Kyrgyzstan keeps a tight grip on religion

 BBC… Bolot, a young evangelical preacher in Kyrgyzstan, says he has already been arrested twice since setting up a new church.

He says he is the victim of a new law on religion, which critics say severely restricts religious freedoms and is forcing some groups underground.

Under the law, new religious groups have to have at least 200 members before they can register with the authorities and operate legally – previously the figure was 10.

Kyrgyzstan is just the latest Central Asian republic to have been accused of curtailing religious rights.

“In our church we don’t have official registration because we have only 25 people, and we are banned from trying to convert people.
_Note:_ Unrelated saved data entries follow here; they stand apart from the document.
use tracing::{debug, error, info, instrument, warn};

use crate::profiler::camera::{Camera, CameraConfig, FrameBuffer, Resolution};
use crate::profiler::common::error::{ProfilerError, Result};
use crate::profiler::export::{
    ExportKind, ExportTarget, ImageWriter, MatrixWriter, SnapshotExporter, StandardImageWriter,
    TextMatrixWriter,
};
use crate::profiler::intensity::{sum_channels, IntensityImage};
use crate::profiler::notify::{Notice, StatusSink};
use crate::profiler::session::handle::ControlHandle;
use crate::profiler::session::types::{ExportNames, ProfilerConfig, SnapshotReport, SnapshotStage};

pub const DATA_EXPORTING: &str = "Data Exporting";

/// One-shot capture: switch to capture resolution, grab a frame, sum channels, crop,
/// export, switch back.
pub struct SnapshotPipeline<I: ImageWriter, M: MatrixWriter> {
    exporter: SnapshotExporter<I, M>,
    preview: CameraConfig,
    capture_resolution: Resolution,
    crop: Resolution,
    stage: SnapshotStage,
}

impl SnapshotPipeline<StandardImageWriter, TextMatrixWriter> {
    pub fn new(config: &ProfilerConfig) -> Self {
        let exporter = SnapshotExporter::new(config.tiff_compression, config.quantization)
            .with_output_dir(config.output_dir.clone());
        Self::with_exporter(exporter, config)
    }
}

impl<I: ImageWriter, M: MatrixWriter> SnapshotPipeline<I, M> {
    pub fn with_exporter(exporter: SnapshotExporter<I, M>, config: &ProfilerConfig) -> Self {
        Self {
            exporter,
            preview: config.preview.clone(),
            capture_resolution: config.capture_resolution,
            crop: config.crop,
            stage: SnapshotStage::Idle,
        }
    }

    pub fn stage(&self) -> SnapshotStage {
        self.stage
    }

    pub fn exporter(&self) -> &SnapshotExporter<I, M> {
        &self.exporter
    }

    fn enter(&mut self, stage: SnapshotStage) {
        debug!(?stage, "Snapshot stage");
        self.stage = stage;
    }

    /// Runs a full snapshot with the names currently held by `control`.
    ///
    /// Empty names and failed writes are reported through `status` and skip the affected
    /// export; the matrix is only written after the image was. Configuration,
    /// acquisition and crop errors are returned. Either way the request is cleared and
    /// the camera and `preview_buffer` are back at preview resolution afterwards.
    #[instrument(skip_all, fields(capture = %self.capture_resolution, crop = %self.crop))]
    pub fn take_snapshot<C: Camera + ?Sized>(
        &mut self,
        camera: &mut C,
        preview_buffer: &mut FrameBuffer,
        control: &ControlHandle,
        status: &mut dyn StatusSink,
    ) -> Result<SnapshotReport> {
        info!("Taking snapshot");
        let names = control.export_names();

        let outcome = self.capture_and_export(camera, &names, status);
        let restored = self.restore(camera, preview_buffer, control);

        match (outcome, restored) {
            (Ok(report), Ok(())) => {
                info!(files = report.files_written(), "Snapshot complete");
                Ok(report)
            }
            (Err(e), Ok(())) => Err(e),
            (Ok(_), Err(restore_err)) => Err(restore_err),
            (Err(e), Err(restore_err)) => {
                error!(error = %restore_err, "Preview restore failed after snapshot error");
                Err(e)
            }
        }
    }

    fn capture_and_export<C: Camera + ?Sized>(
        &mut self,
        camera: &mut C,
        names: &ExportNames,
        status: &mut dyn StatusSink,
    ) -> Result<SnapshotReport> {
        let cropped = self.capture(camera)?;
        Ok(self.export(&cropped, names, status))
    }

    fn capture<C: Camera + ?Sized>(&mut self, camera: &mut C) -> Result<IntensityImage> {
        self.enter(SnapshotStage::ConfiguringCapture);
        {
            let _span = tracing::info_span!("configure_capture").entered();
            camera.set_resolution(self.capture_resolution)?;
        }

        self.enter(SnapshotStage::Capturing);
        let intensity = {
            let _span = tracing::info_span!("capture_frame").entered();
            let mut buffer = FrameBuffer::new(self.capture_resolution);
            camera.capture_into(&mut buffer)?;
            sum_channels(&buffer)?
        };

        self.enter(SnapshotStage::Cropping);
        let _span = tracing::info_span!("center_crop").entered();
        intensity.center_crop(self.crop)
    }

    fn export(
        &mut self,
        image: &IntensityImage,
        names: &ExportNames,
        status: &mut dyn StatusSink,
    ) -> SnapshotReport {
        let mut report = SnapshotReport::default();

        self.enter(SnapshotStage::ExportingImage);
        let image_path = {
            let _span = tracing::info_span!("export_image").entered();
            ExportTarget::new(names.picture.as_str(), ExportKind::Image)
                .and_then(|target| self.exporter.export_image(image, &target))
        };
        match image_path {
            Ok(path) => report.image = Some(path),
            Err(e) => {
                Self::report_export_failure(&e, status);
                return report;
            }
        }

        self.enter(SnapshotStage::ExportingMatrix);
        let _span = tracing::info_span!("export_matrix").entered();
        let target = match ExportTarget::new(names.matrix.as_str(), ExportKind::Matrix) {
            Ok(target) => target,
            Err(e) => {
                Self::report_export_failure(&e, status);
                return report;
            }
        };

        status.open(Notice::info(DATA_EXPORTING));
        let matrix_path = self.exporter.export_matrix(image, &target);
        status.dismiss();

        match matrix_path {
            Ok(path) => report.matrix = Some(path),
            Err(e) => Self::report_export_failure(&e, status),
        }
        report
    }

    fn report_export_failure(e: &ProfilerError, status: &mut dyn StatusSink) {
        if e.is_validation() {
            warn!(error = %e, "Export skipped");
            status.open(Notice::warning(e.to_string()));
        } else {
            error!(error = %e, "Export failed");
            status.open(Notice::error(e.to_string()));
        }
    }

    fn restore<C: Camera + ?Sized>(
        &mut self,
        camera: &mut C,
        preview_buffer: &mut FrameBuffer,
        control: &ControlHandle,
    ) -> Result<()> {
        self.enter(SnapshotStage::Restoring);
        let _span = tracing::info_span!("restore_preview").entered();

        control.clear_snapshot();
        *preview_buffer = FrameBuffer::for_config(&self.preview);
        camera.set_resolution(self.preview.resolution)?;

        self.enter(SnapshotStage::Previewing);
        Ok(())
    }
}
use std::fs::{self, File};
use std::io::Write;
use std::path::{Path, PathBuf};

use tracing::{info, instrument};

use crate::profiler::common::error::{ProfilerError, Result};
use crate::profiler::export::image_writer::StandardImageWriter;
use crate::profiler::export::matrix_writer::TextMatrixWriter;
use crate::profiler::export::types::{ExportTarget, ImageFormatKind, TiffCompression};
use crate::profiler::export::writer::{ImageWriter, MatrixWriter};
use crate::profiler::intensity::{IntensityImage, Quantization};

/// Writes a snapshot's image and matrix files.
pub struct SnapshotExporter<I: ImageWriter, M: MatrixWriter> {
    image_writer: I,
    matrix_writer: M,
    output_dir: Option<PathBuf>,
    quantization: Quantization,
}

impl SnapshotExporter<StandardImageWriter, TextMatrixWriter> {
    pub fn new(compression: TiffCompression, quantization: Quantization) -> Self {
        Self::with_custom(StandardImageWriter::new(compression), TextMatrixWriter, quantization)
    }
}

impl Default for SnapshotExporter<StandardImageWriter, TextMatrixWriter> {
    fn default() -> Self {
        Self::new(TiffCompression::default(), Quantization::default())
    }
}

impl<I: ImageWriter, M: MatrixWriter> SnapshotExporter<I, M> {
    pub fn with_custom(image_writer: I, matrix_writer: M, quantization: Quantization) -> Self {
        Self {
            image_writer,
            matrix_writer,
            output_dir: None,
            quantization,
        }
    }

    /// Relative file names resolve against `dir` instead of the working directory.
    pub fn with_output_dir<P: Into<PathBuf>>(mut self, dir: Option<P>) -> Self {
        self.output_dir = dir.map(Into::into);
        self
    }

    pub fn output_dir(&self) -> Option<&Path> {
        self.output_dir.as_deref()
    }

    pub fn quantization(&self) -> Quantization {
        self.quantization
    }

    pub fn resolve(&self, target: &ExportTarget) -> PathBuf {
        let file_name = target.file_name();
        match &self.output_dir {
            Some(dir) => dir.join(file_name),
            None => PathBuf::from(file_name),
        }
    }

    /// Writes fully encoded `bytes` to `path`. A partially written file is removed.
    fn persist(path: &Path, bytes: &[u8]) -> Result<()> {
        let written = File::create(path).and_then(|mut file| {
            file.write_all(bytes)?;
            file.flush()
        });
        written.map_err(|e| {
            let _ = fs::remove_file(path);
            ProfilerError::OutputWriteError(format!("{}: {}", path.display(), e))
        })
    }

    /// Saves `image` as 8-bit grayscale; `.tif`/`.tiff` names become TIFF, all else PNG.
    #[instrument(skip(self, image), fields(target = target.base_name()))]
    pub fn export_image(&self, image: &IntensityImage, target: &ExportTarget) -> Result<PathBuf> {
        let path = self.resolve(target);
        let pixels = image.to_gray8(self.quantization);

        let mut encoded = Vec::new();
        self.image_writer.write_image(
            &pixels,
            image.resolution(),
            ImageFormatKind::from_path(&path),
            &mut encoded,
        )?;
        Self::persist(&path, &encoded)?;

        info!(path = %path.display(), "Image saved");
        Ok(path)
    }

    /// Saves the unquantized intensities as text.
    #[instrument(skip(self, image), fields(target = target.base_name()))]
    pub fn export_matrix(&self, image: &IntensityImage, target: &ExportTarget) -> Result<PathBuf> {
        let path = self.resolve(target);

        let mut text = Vec::new();
        self.matrix_writer.write_matrix(image, &mut text)?;
        Self::persist(&path, &text)?;

        info!(path = %path.display(), "Matrix saved");
        Ok(path)
    }
}
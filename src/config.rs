//! TOML configuration file
//!
//! Every key is optional; anything left out keeps the built-in default or whatever the
//! command line sets.
//!
//! ```toml
//! [preview]
//! resolution = "640x480"
//! frame_rate = 30
//! shutter_speed_us = 500
//! exposure_mode = "off"
//! iso = 150
//!
//! [capture]
//! resolution = "3280x2464"
//! crop = "1000x1000"
//!
//! [export]
//! output_dir = "captures"
//! picture_name = "beam"
//! matrix_name = "beam"
//! quantization = "saturate"
//! tiff_compression = "lzw"
//!
//! [session]
//! warmup_ms = 100
//! display_every = 30
//! ```

use std::path::{Path, PathBuf};
use std::str::FromStr;
use std::time::Duration;

use serde::Deserialize;
use thiserror::Error;

use crate::profiler::{ExportNames, ProfilerConfigBuilder};

#[derive(Debug, Deserialize, Default, PartialEq)]
#[serde(deny_unknown_fields)]
pub struct FileConfig {
    #[serde(default)]
    pub preview: PreviewSection,
    #[serde(default)]
    pub capture: CaptureSection,
    #[serde(default)]
    pub export: ExportSection,
    #[serde(default)]
    pub session: SessionSection,
}

#[derive(Debug, Deserialize, Default, PartialEq)]
#[serde(deny_unknown_fields)]
pub struct PreviewSection {
    pub resolution: Option<String>,
    pub frame_rate: Option<u32>,
    pub shutter_speed_us: Option<u32>,
    pub exposure_mode: Option<String>,
    pub iso: Option<u32>,
}

#[derive(Debug, Deserialize, Default, PartialEq)]
#[serde(deny_unknown_fields)]
pub struct CaptureSection {
    pub resolution: Option<String>,
    pub crop: Option<String>,
}

#[derive(Debug, Deserialize, Default, PartialEq)]
#[serde(deny_unknown_fields)]
pub struct ExportSection {
    pub output_dir: Option<PathBuf>,
    pub picture_name: Option<String>,
    pub matrix_name: Option<String>,
    pub quantization: Option<String>,
    pub tiff_compression: Option<String>,
}

#[derive(Debug, Deserialize, Default, PartialEq)]
#[serde(deny_unknown_fields)]
pub struct SessionSection {
    pub warmup_ms: Option<u64>,
    pub snapshot_after: Option<u64>,
    pub exit_after_snapshot: Option<bool>,
    pub display_every: Option<u64>,
}

#[derive(Debug, Error)]
pub enum ConfigError {
    #[error("Failed to read config file '{}': {source}", .path.display())]
    Io {
        path: PathBuf,
        source: std::io::Error,
    },

    #[error("Failed to parse config file '{}': {source}", .path.display())]
    Parse {
        path: PathBuf,
        source: toml::de::Error,
    },

    #[error("Invalid value for '{key}': {reason}")]
    InvalidValue { key: &'static str, reason: String },
}

fn parse<T: FromStr<Err = String>>(key: &'static str, value: &Option<String>) -> Result<Option<T>, ConfigError> {
    value
        .as_deref()
        .map(|s| s.parse::<T>())
        .transpose()
        .map_err(|reason| ConfigError::InvalidValue { key, reason })
}

impl FileConfig {
    /// Reads `path`. A missing file is an error since the path was asked for explicitly.
    pub fn load(path: &Path) -> Result<Self, ConfigError> {
        let content = std::fs::read_to_string(path).map_err(|e| ConfigError::Io {
            path: path.to_path_buf(),
            source: e,
        })?;
        toml::from_str(&content).map_err(|e| ConfigError::Parse {
            path: path.to_path_buf(),
            source: e,
        })
    }

    /// Layers the file's settings over `builder`.
    pub fn apply(&self, mut builder: ProfilerConfigBuilder) -> Result<ProfilerConfigBuilder, ConfigError> {
        let preview = &self.preview;
        if let Some(resolution) = parse("preview.resolution", &preview.resolution)? {
            builder = builder.preview_resolution(resolution);
        }
        if let Some(hz) = preview.frame_rate {
            builder = builder.frame_rate(hz);
        }
        if let Some(us) = preview.shutter_speed_us {
            builder = builder.shutter_speed_us(us);
        }
        if let Some(mode) = parse("preview.exposure_mode", &preview.exposure_mode)? {
            builder = builder.exposure_mode(mode);
        }
        if let Some(iso) = preview.iso {
            builder = builder.iso(iso);
        }

        if let Some(resolution) = parse("capture.resolution", &self.capture.resolution)? {
            builder = builder.capture_resolution(resolution);
        }
        if let Some(crop) = parse("capture.crop", &self.capture.crop)? {
            builder = builder.crop(crop);
        }

        let export = &self.export;
        if let Some(dir) = &export.output_dir {
            builder = builder.output_dir(dir.clone());
        }
        if let Some(quantization) = parse("export.quantization", &export.quantization)? {
            builder = builder.quantization(quantization);
        }
        if let Some(compression) = parse("export.tiff_compression", &export.tiff_compression)? {
            builder = builder.tiff_compression(compression);
        }

        let session = &self.session;
        if let Some(ms) = session.warmup_ms {
            builder = builder.warmup(Duration::from_millis(ms));
        }
        if let Some(frames) = session.snapshot_after {
            builder = builder.snapshot_after(frames);
        }
        if let Some(exit) = session.exit_after_snapshot {
            builder = builder.exit_after_snapshot(exit);
        }
        if let Some(every) = session.display_every {
            builder = builder.display_every(every);
        }

        Ok(builder)
    }

    /// Overrides `names` with the file's initial export names.
    pub fn apply_names(&self, names: &mut ExportNames) {
        if let Some(picture) = &self.export.picture_name {
            names.picture = picture.clone();
        }
        if let Some(matrix) = &self.export.matrix_name {
            names.matrix = matrix.clone();
        }
    }
}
We have lots of problems with the government,” Bolot says.

He says the police have been several times to his church, which is based in a house in the capital, Bishkek. Bolot, which is not his real name, says he fears further such visits.

“They asked me to stop the church because it’s against the law. Of course, it’s not comfortable but we will keep going.”

There are now at least 50,000 evangelical Christians in Kyrgyzstan, Bolot says, the majority of them converts from Islam like himself – although the government disputes that figure.

He says the authorities passed the law because they want to prevent Muslims converting to Christianity.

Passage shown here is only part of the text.